Já o pitoco possui uma peculiaridade, este não possuía a realização do baile, por isso ser denominado “pitoco”, por não ser uma atividade completa. Esse tipo de mutirão era utilizado principalmente para a sapecada de erva mate que era cortada durante o dia e sapecada à noite, atividade que, muitas vezes, ocorria até altas horas. Para realização do sapeco de erva mate, eram construídas caieiras de lenha com aproximadamente um metro e meio de altura, à noite a atividade era basicamente a sapeca da erva. No outro dia, realizavam-se os trabalhos de quebra da erva mate para a realização dos feixes que seguiam para secar nos carijos (barbaquás).
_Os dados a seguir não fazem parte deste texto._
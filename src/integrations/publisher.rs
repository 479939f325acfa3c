//! Publishing a completed run as a branch and pull request.

use std::sync::Arc;

use chrono::Utc;
use tracing::{info, instrument, warn};

use super::retry::{RetryPolicy, with_retry};
use super::vcs::{Author, PullRequest, PullRequestClient, PullRequestRequest, VcsClient};
use crate::types::{Bundle, Result};

#[derive(Debug, Clone)]
pub struct PublishOptions {
    /// Defaults to `revive/modernize-<timestamp>`
    pub branch: Option<String>,
    pub base: String,
    pub remote: String,
    pub title: String,
    pub draft: bool,
}

impl Default for PublishOptions {
    fn default() -> Self {
        Self {
            branch: None,
            base: "main".to_string(),
            remote: "origin".to_string(),
            title: "Automated modernization".to_string(),
            draft: false,
        }
    }
}

#[derive(Debug, Clone)]
pub struct Publication {
    pub branch: String,
    pub author: Option<Author>,
    pub pull_request: PullRequest,
}

/// branch → stage → commit → push (retried) → open PR (retried)
pub struct Publisher {
    vcs: Arc<dyn VcsClient>,
    pull_requests: Arc<dyn PullRequestClient>,
    policy: RetryPolicy,
}

impl Publisher {
    pub fn new(
        vcs: Arc<dyn VcsClient>,
        pull_requests: Arc<dyn PullRequestClient>,
        policy: RetryPolicy,
    ) -> Self {
        Self {
            vcs,
            pull_requests,
            policy,
        }
    }

    #[instrument(skip(self, bundle, options))]
    pub async fn publish(
        &self,
        repository: &str,
        bundle: &Bundle,
        options: &PublishOptions,
    ) -> Result<Publication> {
        let branch = options
            .branch
            .clone()
            .unwrap_or_else(|| format!("revive/modernize-{}", Utc::now().format("%Y%m%d%H%M%S")));

        self.vcs.create_branch(&branch).await?;
        self.vcs.stage_all().await?;

        let author = match self.vcs.top_author().await {
            Ok(author) => author,
            Err(e) => {
                warn!(error = %e, "Could not determine commit author");
                None
            }
        };
        let message = format!("{} for {}", options.title, repository);
        self.vcs.commit(&message, author.as_ref()).await?;

        let (vcs, head, remote) = (&self.vcs, &branch, &options.remote);
        with_retry(&self.policy, "push", move || vcs.push(head, remote)).await?;

        let request = PullRequestRequest {
            title: options.title.clone(),
            head: branch.clone(),
            base: options.base.clone(),
            body: bundle.pr_description.clone(),
            draft: options.draft,
        };
        let (host, request) = (&self.pull_requests, &request);
        let pull_request = with_retry(&self.policy, "create pull request", move || {
            host.create_pull_request(request)
        })
        .await?;

        info!(branch = %branch, url = %pull_request.url, "Pull request opened");
        Ok(Publication {
            branch,
            author,
            pull_request,
        })
    }
}

#[cfg(test)]
mod tests {
    use super::*;
    use crate::types::{BundleSummary, ErrorCategory, IntegrationError, ReviveError};
    use async_trait::async_trait;
    use std::sync::Mutex;
    use std::sync::atomic::{AtomicUsize, Ordering};
    use std::time::Duration;

    #[derive(Default)]
    struct MockVcs {
        calls: Mutex<Vec<String>>,
        push_failures: AtomicUsize,
        author: Option<Author>,
    }

    impl MockVcs {
        fn log(&self, call: String) {
            self.calls.lock().unwrap().push(call);
        }
    }

    #[async_trait]
    impl VcsClient for MockVcs {
        async fn create_branch(&self, name: &str) -> Result<()> {
            self.log(format!("branch {}", name));
            Ok(())
        }

        async fn stage_all(&self) -> Result<()> {
            self.log("stage".into());
            Ok(())
        }

        async fn commit(&self, message: &str, author: Option<&Author>) -> Result<()> {
            let by = author.map(Author::signature).unwrap_or_default();
            self.log(format!("commit {} by {}", message, by));
            Ok(())
        }

        async fn push(&self, branch: &str, remote: &str) -> Result<()> {
            self.log(format!("push {} {}", remote, branch));
            let remaining = self.push_failures.load(Ordering::SeqCst);
            if remaining > 0 {
                self.push_failures.store(remaining - 1, Ordering::SeqCst);
                return Err(IntegrationError::new(ErrorCategory::Network, "reset")
                    .service("git")
                    .into());
            }
            Ok(())
        }

        async fn top_author(&self) -> Result<Option<Author>> {
            Ok(self.author.clone())
        }
    }

    struct MockHost {
        seen: Mutex<Vec<PullRequestRequest>>,
        category: Option<ErrorCategory>,
    }

    #[async_trait]
    impl PullRequestClient for MockHost {
        async fn create_pull_request(&self, request: &PullRequestRequest) -> Result<PullRequest> {
            self.seen.lock().unwrap().push(request.clone());
            if let Some(category) = self.category {
                return Err(IntegrationError::new(category, "rejected").into());
            }
            Ok(PullRequest {
                number: 42,
                url: "https://example.test/pr/42".into(),
            })
        }
    }

    fn bundle() -> Bundle {
        Bundle {
            roadmap: "# Roadmap".into(),
            pr_description: "## Automated modernization".into(),
            diffs: Vec::new(),
            summary: BundleSummary::default(),
        }
    }

    fn policy() -> RetryPolicy {
        RetryPolicy {
            max_retries: 3,
            base_delay: Duration::from_millis(1),
            max_delay: Duration::from_millis(2),
        }
    }

    fn options() -> PublishOptions {
        PublishOptions {
            branch: Some("revive/test".into()),
            ..PublishOptions::default()
        }
    }

    #[tokio::test]
    async fn test_publish_sequence_with_push_retry() {
        let vcs = Arc::new(MockVcs {
            push_failures: AtomicUsize::new(2),
            author: Some(Author::new("Ada", "ada@example.com")),
            ..MockVcs::default()
        });
        let host = Arc::new(MockHost {
            seen: Mutex::new(Vec::new()),
            category: None,
        });

        let publication = Publisher::new(vcs.clone(), host.clone(), policy())
            .publish("legacy-app", &bundle(), &options())
            .await
            .unwrap();

        assert_eq!(publication.pull_request.number, 42);
        assert_eq!(publication.author.unwrap().name, "Ada");

        let calls = vcs.calls.lock().unwrap().clone();
        assert_eq!(
            calls,
            vec![
                "branch revive/test",
                "stage",
                "commit Automated modernization for legacy-app by Ada <ada@example.com>",
                "push origin revive/test",
                "push origin revive/test",
                "push origin revive/test",
            ]
        );

        let seen = host.seen.lock().unwrap();
        assert_eq!(seen.len(), 1);
        assert_eq!(seen[0].body, "## Automated modernization");
        assert_eq!(seen[0].head, "revive/test");
    }

    #[tokio::test]
    async fn test_rejected_pull_request_is_surfaced() {
        let vcs = Arc::new(MockVcs::default());
        let host = Arc::new(MockHost {
            seen: Mutex::new(Vec::new()),
            category: Some(ErrorCategory::Auth),
        });

        let err = Publisher::new(vcs, host.clone(), policy())
            .publish("legacy-app", &bundle(), &options())
            .await
            .unwrap_err();

        assert!(matches!(err, ReviveError::Integration(ref e) if e.category == ErrorCategory::Auth));
        assert_eq!(host.seen.lock().unwrap().len(), 1);
    }

    #[tokio::test]
    async fn test_transient_pull_request_failure_exhausts_retries() {
        let vcs = Arc::new(MockVcs::default());
        let host = Arc::new(MockHost {
            seen: Mutex::new(Vec::new()),
            category: Some(ErrorCategory::Transient),
        });

        let result = Publisher::new(vcs, host.clone(), policy())
            .publish("legacy-app", &bundle(), &options())
            .await;

        assert!(result.is_err());
        assert_eq!(host.seen.lock().unwrap().len(), 4);
    }
}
De acordo com Gapinski e Campigotto (2010) os puxirões denominados “pitoco” não possuíam a realização do baile.

[...] eram realizados bailes envolvendo os que trabalharam como forma de agradecimento e também de pagamento pelo dia trabalhado. Somente quem trabalhou poderia participar, quem não ajudou no mutirão e quisesse participar do baile teria que pagar a entrada. Moças não pagavam a entrada, todavia não poderiam dar “Carão” em ninguém, ou seja, teriam que dançar com todos que a convidassem. Quando aconteciam os mutirões sem o baile, essa prática é chamada pelos faxinalenses de “Pitoco” (GAPINSKI; CAMPIGOTTO, 2010, p. 23).

As colheitas de erva mate eram chamadas de “Serão”, pois o trabalho ia até altas horas da noite e para passar o tempo e animar os trabalhadores, recitava-se décimas musicais.

A Décima é uma forma poética com estrofe de dez versos, forma de versos realizados no serão. Esta intitulada “Conselho da rapaziada”.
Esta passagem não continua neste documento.